1.2 Reversible and irreversible continuous dynamics for sampling

As has been previously noted (Qian et al. 2002; Dembo and Deuschel 2010; Qian 2013; Deuschel and Stroock 2001; Villani 2009; Pavliotis 2014), the stochastic dynamics of Eq. (4) and the corresponding (3) can be decomposed into a reversible Markov process and an irreversible process. Formally, this can be elucidated by the infinitesimal generator \(\mathcal {G}[\cdot ]\) of the stochastic process (3) (see Pavliotis 2014; Komorowski et al. 2012 for more background). For ease of derivation, we work with the Hilbert space \(L^2(\pi )\) of square integrable functions with respect to \(\pi (\mathbf {z})\), equipped with inner product \(<\phi , \varphi >_\pi = \int _{\mathbb {R}^{d}} \bar{\phi }(\mathbf {z}) \varphi (\mathbf {z}) \pi (\mathbf {z}) \text {d}\mathbf {z}\). For \(\phi (\mathbf {z})\in W^{2,2}(\pi )\) (i.e., \(\phi \) and its second-order weak derivatives belong to \(L^2(\pi )\)),

$$\begin{aligned} \mathcal {G} [\phi (\mathbf {z})] =&\nabla ^T \Big ( \big (\mathbf {D}(\mathbf {z}) - \mathbf {Q}(\mathbf {z})\big ) \nabla \phi (\mathbf {z}) \Big ) \nonumber \\&- \nabla H(\mathbf {z})^T \big (\mathbf {D}(\mathbf {z}) - \mathbf {Q}(\mathbf {z})\big ) \nabla \phi (\mathbf {z}). \end{aligned}$$
(42)

Then adjoint of \(\mathcal {G}\) in \(L^2(\pi )\) is:

$$\begin{aligned} \mathcal {G}^* [\phi (\mathbf {z})]&= \nabla ^T \Big ( \big (\mathbf {D}(\mathbf {z}) + \mathbf {Q}(\mathbf {z})\big ) \nabla \phi (\mathbf {z}) \Big ) \nonumber \\&\quad - \nabla H(\mathbf {z})^T \big (\mathbf {D}(\mathbf {z}) + \mathbf {Q}(\mathbf {z})\big ) \nabla \phi (\mathbf {z}). \end{aligned}$$
(43)

Therefore, \(\mathcal {G}\) decomposes into a self-adjoint part \(\mathcal {G}^S [\phi (\mathbf {z})] = \nabla ^T \Big ( \mathbf {D}(\mathbf {z}) \nabla \phi (\mathbf {z}) \Big ) - \nabla H(\mathbf {z})^T \mathbf {D}(\mathbf {z}) \nabla \phi (\mathbf {z})\) and an anti-self-adjoint part \(\mathcal {G}^A [\phi (\mathbf {z})] = \nabla ^T \Big ( \mathbf {Q}(\mathbf {z}) \nabla \phi (\mathbf {z}) \Big ) - \nabla H(\mathbf {z})^T \mathbf {Q}(\mathbf {z}) \nabla \phi (\mathbf {z})\). The self-adjoint operator \(\mathcal {G}^S\) corresponds to the reversible Markov process, while the anti-self-adjoint operator \(\mathcal {G}^A\) corresponds to the irreversible process.

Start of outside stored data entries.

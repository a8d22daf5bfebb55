//! Local speech-to-text via whisper.cpp

use std::path::{Path, PathBuf};
use std::sync::Mutex;

use tracing::{debug, info};
use whisper_rs::{FullParams, SamplingStrategy, WhisperContext, WhisperContextParameters};

use crate::application::ports::{Transcriber, TranscriptionError};
use crate::domain::audio::TARGET_SAMPLE_RATE;
use crate::domain::config::{ModelSize, Task, TranscribeRequest};

const MAX_THREADS: i32 = 8;

struct LoadedModel {
    model: ModelSize,
    context: WhisperContext,
}

/// Whisper transcriber loading ggml model files from a local directory.
///
/// The context is loaded lazily on first use and reloaded when a config
/// reload switches the model tier. Model files follow the upstream naming
/// scheme, `ggml-<size>.bin`.
pub struct WhisperTranscriber {
    models_dir: PathBuf,
    loaded: Mutex<Option<LoadedModel>>,
}

impl WhisperTranscriber {
    pub fn new(models_dir: impl Into<PathBuf>) -> Self {
        Self {
            models_dir: models_dir.into(),
            loaded: Mutex::new(None),
        }
    }

    /// `~/.cache/dictation/models`, or a temp-dir fallback when the cache
    /// directory cannot be determined.
    pub fn default_models_dir() -> PathBuf {
        dirs::cache_dir()
            .unwrap_or_else(std::env::temp_dir)
            .join("dictation")
            .join("models")
    }

    pub fn model_path(&self, model: ModelSize) -> PathBuf {
        self.models_dir.join(format!("ggml-{model}.bin"))
    }

    fn load_context(path: &Path) -> Result<WhisperContext, TranscriptionError> {
        if !path.exists() {
            return Err(TranscriptionError::ModelNotFound(
                path.display().to_string(),
            ));
        }
        let path_str = path.to_str().ok_or_else(|| {
            TranscriptionError::ModelInit(format!("non-UTF8 model path: {}", path.display()))
        })?;

        info!(model = %path.display(), "loading whisper model");
        WhisperContext::new_with_params(path_str, WhisperContextParameters::default())
            .map_err(|e| TranscriptionError::ModelInit(e.to_string()))
    }

    fn threads() -> i32 {
        (std::thread::available_parallelism()
            .map(|n| n.get() as i32)
            .unwrap_or(4))
        .min(MAX_THREADS)
    }
}

impl Transcriber for WhisperTranscriber {
    fn transcribe(
        &self,
        samples: &[f32],
        sample_rate: u32,
        request: &TranscribeRequest,
    ) -> Result<String, TranscriptionError> {
        if sample_rate != TARGET_SAMPLE_RATE {
            return Err(TranscriptionError::Inference(format!(
                "expected {TARGET_SAMPLE_RATE} Hz input, got {sample_rate}"
            )));
        }

        let mut loaded = self
            .loaded
            .lock()
            .unwrap_or_else(|e| e.into_inner());

        let needs_reload = !matches!(&*loaded, Some(l) if l.model == request.model);
        if needs_reload {
            let context = Self::load_context(&self.model_path(request.model))?;
            *loaded = Some(LoadedModel {
                model: request.model,
                context,
            });
        }

        let Some(current) = loaded.as_ref() else {
            return Err(TranscriptionError::ModelInit("model slot empty".into()));
        };

        let mut params = FullParams::new(SamplingStrategy::Greedy { best_of: 1 });
        params.set_language(Some(request.language.as_str()));
        params.set_translate(request.task == Task::Translate);
        params.set_n_threads(Self::threads());
        params.set_print_special(false);
        params.set_print_progress(false);
        params.set_print_realtime(false);
        params.set_print_timestamps(false);

        let mut state = current
            .context
            .create_state()
            .map_err(|e| TranscriptionError::ModelInit(e.to_string()))?;

        debug!(samples = samples.len(), language = %request.language, "running inference");
        state
            .full(params, samples)
            .map_err(|e| TranscriptionError::Inference(e.to_string()))?;

        let segments = state
            .full_n_segments()
            .map_err(|e| TranscriptionError::Inference(e.to_string()))?;

        let mut text = String::new();
        for i in 0..segments {
            let segment = state
                .full_get_segment_text(i)
                .map_err(|e| TranscriptionError::Inference(e.to_string()))?;
            text.push_str(&segment);
        }

        Ok(text.trim().to_string())
    }
}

It can be seen that the reversible process is determined solely by the diffusion matrix \(\mathbf {D}\), where evolution of its probability density function is:

$$\begin{aligned}&\dfrac{\partial }{\partial t} p(\mathbf {z};t)\nonumber \\&\quad = \nabla ^T \cdot \bigg ( \mathbf {D}(\mathbf {z}) \left[ p(\mathbf {z};t) \nabla H(\mathbf {z}) + \nabla p(\mathbf {z};t) \right] \bigg ) \nonumber \\&\quad = \sum _{i,j=1}^d \dfrac{\partial ^2}{\partial \mathbf {z}_i \partial \mathbf {z}_j} \bigg (\mathbf {D}_{ij}(\mathbf {z}) p(\mathbf {z};t)\bigg ) \nonumber \\&\qquad + \sum _{i=1}^d \dfrac{\partial }{\partial \mathbf {z}_i} \left( \left[ \sum _j\mathbf {D}_{ij}(\mathbf {z}) \dfrac{\partial H(\mathbf {z})}{\partial \mathbf {z}_j} - \varGamma ^{\mathbf {D}}_i(\mathbf {z})\right] p(\mathbf {z};t) \right) . \end{aligned}$$
(44)

Here, \(\varGamma ^{\mathbf {D}}_i(\mathbf {z}) = \sum _{j=1}^d \dfrac{\partial }{\partial \mathbf {z}_j} {\mathbf {D}}_{ij}(\mathbf {z})\). According to Itô’s convention, (44) corresponds to reversible Brownian motion in a potential force field on a Riemannian manifold specified by the diffusion matrix \(\mathbf {D}(\mathbf {z})\): \(\text {d}\mathbf {z}= \big [ - \mathbf {D}(\mathbf {z}) \nabla H(\mathbf {z}) + \varGamma ^{\mathbf {D}}(\mathbf {z})\big ] \text {d}t + \sqrt{2 \mathbf {D}(\mathbf {z})} \text {d}\mathbf {W}(t)\). This is referred to as Riemannian Langevin dynamicsGirolami and Calderhead 2011; Xifara et al. 2014. When \(\mathbf {D}(\mathbf {z})\) is positive definite, the reversible Markov dynamics have nice statistical regularity and will drive the system to converge to the stationary distribution.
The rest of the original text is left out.